▶ **What is being asked**
Find the word "format" in the data. Return every line where it appears.

### Dataset content ###

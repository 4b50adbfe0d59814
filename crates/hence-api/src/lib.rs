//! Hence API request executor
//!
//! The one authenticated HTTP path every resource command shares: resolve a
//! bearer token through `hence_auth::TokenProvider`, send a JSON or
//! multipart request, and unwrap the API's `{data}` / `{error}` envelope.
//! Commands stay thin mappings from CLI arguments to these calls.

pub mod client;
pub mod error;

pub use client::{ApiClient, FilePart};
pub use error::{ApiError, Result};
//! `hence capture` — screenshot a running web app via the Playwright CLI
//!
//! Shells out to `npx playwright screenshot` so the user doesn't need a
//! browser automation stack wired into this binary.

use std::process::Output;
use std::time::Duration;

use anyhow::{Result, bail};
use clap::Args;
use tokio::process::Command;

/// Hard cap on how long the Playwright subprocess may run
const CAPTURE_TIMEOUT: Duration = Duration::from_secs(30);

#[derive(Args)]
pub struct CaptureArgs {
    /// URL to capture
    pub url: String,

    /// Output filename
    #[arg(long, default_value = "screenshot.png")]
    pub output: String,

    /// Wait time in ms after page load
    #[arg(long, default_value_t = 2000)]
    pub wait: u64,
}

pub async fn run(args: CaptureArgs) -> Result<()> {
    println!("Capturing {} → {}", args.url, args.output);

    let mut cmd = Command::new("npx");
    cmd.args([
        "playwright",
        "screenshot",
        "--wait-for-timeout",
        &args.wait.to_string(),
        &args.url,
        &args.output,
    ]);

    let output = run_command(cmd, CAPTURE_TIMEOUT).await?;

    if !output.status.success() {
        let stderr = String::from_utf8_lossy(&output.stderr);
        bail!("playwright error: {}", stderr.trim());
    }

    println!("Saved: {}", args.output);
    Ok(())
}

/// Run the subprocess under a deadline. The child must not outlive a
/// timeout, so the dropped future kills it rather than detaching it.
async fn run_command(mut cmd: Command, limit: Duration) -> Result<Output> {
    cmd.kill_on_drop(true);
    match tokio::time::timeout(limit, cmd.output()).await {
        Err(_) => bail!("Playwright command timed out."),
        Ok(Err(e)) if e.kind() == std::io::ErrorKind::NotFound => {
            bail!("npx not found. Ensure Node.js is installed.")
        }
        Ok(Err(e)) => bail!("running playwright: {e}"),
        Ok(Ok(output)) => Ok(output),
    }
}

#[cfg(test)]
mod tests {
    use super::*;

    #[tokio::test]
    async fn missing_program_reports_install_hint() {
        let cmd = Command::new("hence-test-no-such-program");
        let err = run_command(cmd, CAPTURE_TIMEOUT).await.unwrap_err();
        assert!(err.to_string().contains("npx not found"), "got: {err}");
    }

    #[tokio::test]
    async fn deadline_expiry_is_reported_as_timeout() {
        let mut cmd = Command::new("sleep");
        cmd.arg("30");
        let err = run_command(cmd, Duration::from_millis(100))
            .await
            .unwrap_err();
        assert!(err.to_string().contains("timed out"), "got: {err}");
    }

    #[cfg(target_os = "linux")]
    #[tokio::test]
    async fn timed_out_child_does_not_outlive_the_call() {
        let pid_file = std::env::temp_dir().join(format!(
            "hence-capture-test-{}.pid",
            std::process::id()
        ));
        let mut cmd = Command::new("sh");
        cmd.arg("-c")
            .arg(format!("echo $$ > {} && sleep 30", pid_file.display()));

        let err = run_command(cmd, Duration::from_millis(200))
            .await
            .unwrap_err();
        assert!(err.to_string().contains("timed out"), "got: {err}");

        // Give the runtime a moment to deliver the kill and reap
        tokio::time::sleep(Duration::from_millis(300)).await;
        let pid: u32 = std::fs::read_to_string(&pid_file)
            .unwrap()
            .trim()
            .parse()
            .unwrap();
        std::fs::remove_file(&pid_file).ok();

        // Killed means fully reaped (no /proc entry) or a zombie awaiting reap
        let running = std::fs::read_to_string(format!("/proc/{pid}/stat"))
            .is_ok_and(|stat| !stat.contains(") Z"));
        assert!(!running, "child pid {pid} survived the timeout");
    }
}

###
### Dataset content ###

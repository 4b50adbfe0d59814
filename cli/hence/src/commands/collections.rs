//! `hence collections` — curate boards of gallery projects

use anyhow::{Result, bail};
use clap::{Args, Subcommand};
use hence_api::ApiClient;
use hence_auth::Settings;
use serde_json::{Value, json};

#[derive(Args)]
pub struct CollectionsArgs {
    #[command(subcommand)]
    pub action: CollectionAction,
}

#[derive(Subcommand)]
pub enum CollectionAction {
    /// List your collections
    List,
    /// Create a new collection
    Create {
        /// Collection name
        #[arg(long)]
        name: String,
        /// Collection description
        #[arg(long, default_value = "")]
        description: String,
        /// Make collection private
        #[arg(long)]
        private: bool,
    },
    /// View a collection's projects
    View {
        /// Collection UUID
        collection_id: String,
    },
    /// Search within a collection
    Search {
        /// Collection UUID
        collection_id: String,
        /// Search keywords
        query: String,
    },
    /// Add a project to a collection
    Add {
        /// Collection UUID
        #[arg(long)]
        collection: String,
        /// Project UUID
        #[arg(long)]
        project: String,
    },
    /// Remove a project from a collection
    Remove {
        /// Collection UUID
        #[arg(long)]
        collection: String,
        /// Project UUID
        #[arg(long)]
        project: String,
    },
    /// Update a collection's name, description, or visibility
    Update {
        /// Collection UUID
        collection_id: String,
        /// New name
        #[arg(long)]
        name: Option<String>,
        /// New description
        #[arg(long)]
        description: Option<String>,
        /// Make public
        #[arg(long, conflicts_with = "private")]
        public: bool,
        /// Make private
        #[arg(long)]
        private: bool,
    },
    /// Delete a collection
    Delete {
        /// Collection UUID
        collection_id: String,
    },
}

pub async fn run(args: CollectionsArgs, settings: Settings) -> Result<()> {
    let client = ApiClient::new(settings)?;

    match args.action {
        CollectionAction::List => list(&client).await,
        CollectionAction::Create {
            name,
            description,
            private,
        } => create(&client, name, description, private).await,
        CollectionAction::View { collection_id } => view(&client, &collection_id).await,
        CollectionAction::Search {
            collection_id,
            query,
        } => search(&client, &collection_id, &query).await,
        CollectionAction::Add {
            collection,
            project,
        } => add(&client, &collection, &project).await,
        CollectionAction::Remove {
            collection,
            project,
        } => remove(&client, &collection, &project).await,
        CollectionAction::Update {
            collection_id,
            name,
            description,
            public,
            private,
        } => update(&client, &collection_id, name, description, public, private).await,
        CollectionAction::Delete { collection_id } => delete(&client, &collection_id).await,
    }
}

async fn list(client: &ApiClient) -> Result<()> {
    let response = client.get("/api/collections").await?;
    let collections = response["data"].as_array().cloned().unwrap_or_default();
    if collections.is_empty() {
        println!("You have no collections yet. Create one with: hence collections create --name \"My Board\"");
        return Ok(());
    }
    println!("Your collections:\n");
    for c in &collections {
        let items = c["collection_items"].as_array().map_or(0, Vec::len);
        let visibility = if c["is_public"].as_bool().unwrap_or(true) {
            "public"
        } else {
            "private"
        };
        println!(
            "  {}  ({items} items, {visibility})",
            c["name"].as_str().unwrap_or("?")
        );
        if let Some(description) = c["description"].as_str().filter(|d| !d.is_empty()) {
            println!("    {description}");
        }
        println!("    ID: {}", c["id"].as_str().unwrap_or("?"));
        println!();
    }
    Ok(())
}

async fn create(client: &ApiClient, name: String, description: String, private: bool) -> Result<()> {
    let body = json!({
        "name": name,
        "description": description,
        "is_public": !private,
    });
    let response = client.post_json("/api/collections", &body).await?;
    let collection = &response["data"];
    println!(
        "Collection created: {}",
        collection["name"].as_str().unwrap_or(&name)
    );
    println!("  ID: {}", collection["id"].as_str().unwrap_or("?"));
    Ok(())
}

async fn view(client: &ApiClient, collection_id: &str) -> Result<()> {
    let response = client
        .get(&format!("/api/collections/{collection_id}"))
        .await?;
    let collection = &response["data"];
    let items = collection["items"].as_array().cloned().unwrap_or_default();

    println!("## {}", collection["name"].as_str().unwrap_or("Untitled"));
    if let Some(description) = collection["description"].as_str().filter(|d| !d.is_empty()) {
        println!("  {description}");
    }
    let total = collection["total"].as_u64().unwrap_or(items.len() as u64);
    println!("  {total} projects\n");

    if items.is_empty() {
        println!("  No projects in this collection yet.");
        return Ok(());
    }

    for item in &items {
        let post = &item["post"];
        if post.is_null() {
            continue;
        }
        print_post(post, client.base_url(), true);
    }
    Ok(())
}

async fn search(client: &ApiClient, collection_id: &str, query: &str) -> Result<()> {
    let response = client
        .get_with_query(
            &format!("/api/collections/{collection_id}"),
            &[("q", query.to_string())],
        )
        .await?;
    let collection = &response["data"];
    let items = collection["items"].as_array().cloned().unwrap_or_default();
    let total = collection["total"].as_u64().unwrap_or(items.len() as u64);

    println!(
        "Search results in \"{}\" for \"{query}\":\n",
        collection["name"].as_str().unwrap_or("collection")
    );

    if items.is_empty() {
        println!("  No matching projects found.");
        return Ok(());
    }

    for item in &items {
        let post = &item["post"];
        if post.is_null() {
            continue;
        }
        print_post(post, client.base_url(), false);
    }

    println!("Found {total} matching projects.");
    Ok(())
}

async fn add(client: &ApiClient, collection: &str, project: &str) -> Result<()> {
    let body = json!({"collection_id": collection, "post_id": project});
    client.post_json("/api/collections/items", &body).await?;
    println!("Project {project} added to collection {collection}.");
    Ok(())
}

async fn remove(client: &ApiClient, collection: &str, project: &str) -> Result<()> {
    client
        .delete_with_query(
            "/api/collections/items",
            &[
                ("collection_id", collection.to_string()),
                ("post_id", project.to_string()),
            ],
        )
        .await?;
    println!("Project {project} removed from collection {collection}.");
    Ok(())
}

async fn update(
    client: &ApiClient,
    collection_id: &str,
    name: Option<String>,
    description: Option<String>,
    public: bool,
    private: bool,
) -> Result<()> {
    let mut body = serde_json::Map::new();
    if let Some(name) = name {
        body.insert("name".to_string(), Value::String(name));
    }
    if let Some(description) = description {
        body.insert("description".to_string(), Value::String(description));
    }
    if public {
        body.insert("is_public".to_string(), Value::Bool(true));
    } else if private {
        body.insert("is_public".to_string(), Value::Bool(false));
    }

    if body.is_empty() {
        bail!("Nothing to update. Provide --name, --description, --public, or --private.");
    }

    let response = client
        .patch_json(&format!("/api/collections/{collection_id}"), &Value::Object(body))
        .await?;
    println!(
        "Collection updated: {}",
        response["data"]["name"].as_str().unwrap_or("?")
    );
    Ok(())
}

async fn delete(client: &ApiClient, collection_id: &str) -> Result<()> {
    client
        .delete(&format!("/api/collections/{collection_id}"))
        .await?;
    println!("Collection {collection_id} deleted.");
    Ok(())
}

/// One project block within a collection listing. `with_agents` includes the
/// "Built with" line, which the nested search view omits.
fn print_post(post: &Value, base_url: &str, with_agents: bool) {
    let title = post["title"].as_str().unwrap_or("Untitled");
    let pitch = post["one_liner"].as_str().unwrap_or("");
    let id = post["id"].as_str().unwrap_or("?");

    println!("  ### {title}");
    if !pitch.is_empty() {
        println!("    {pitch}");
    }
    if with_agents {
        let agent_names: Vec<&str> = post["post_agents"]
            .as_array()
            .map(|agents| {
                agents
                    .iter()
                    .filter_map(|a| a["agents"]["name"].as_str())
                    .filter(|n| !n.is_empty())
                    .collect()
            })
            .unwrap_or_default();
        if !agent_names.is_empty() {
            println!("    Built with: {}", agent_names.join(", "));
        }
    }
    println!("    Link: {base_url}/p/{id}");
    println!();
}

###

▶ **Solution for this task**
        let pid_file = std::env::temp_dir().join(format!(
            .arg(format!("echo $$ > {} && sleep 30", pid_file.display()));
        let running = std::fs::read_to_string(format!("/proc/{pid}/stat"))
        .get(&format!("/api/collections/{collection_id}"))
            &format!("/api/collections/{collection_id}"),
        .patch_json(&format!("/api/collections/{collection_id}"), &Value::Object(body))
        .delete(&format!("/api/collections/{collection_id}"))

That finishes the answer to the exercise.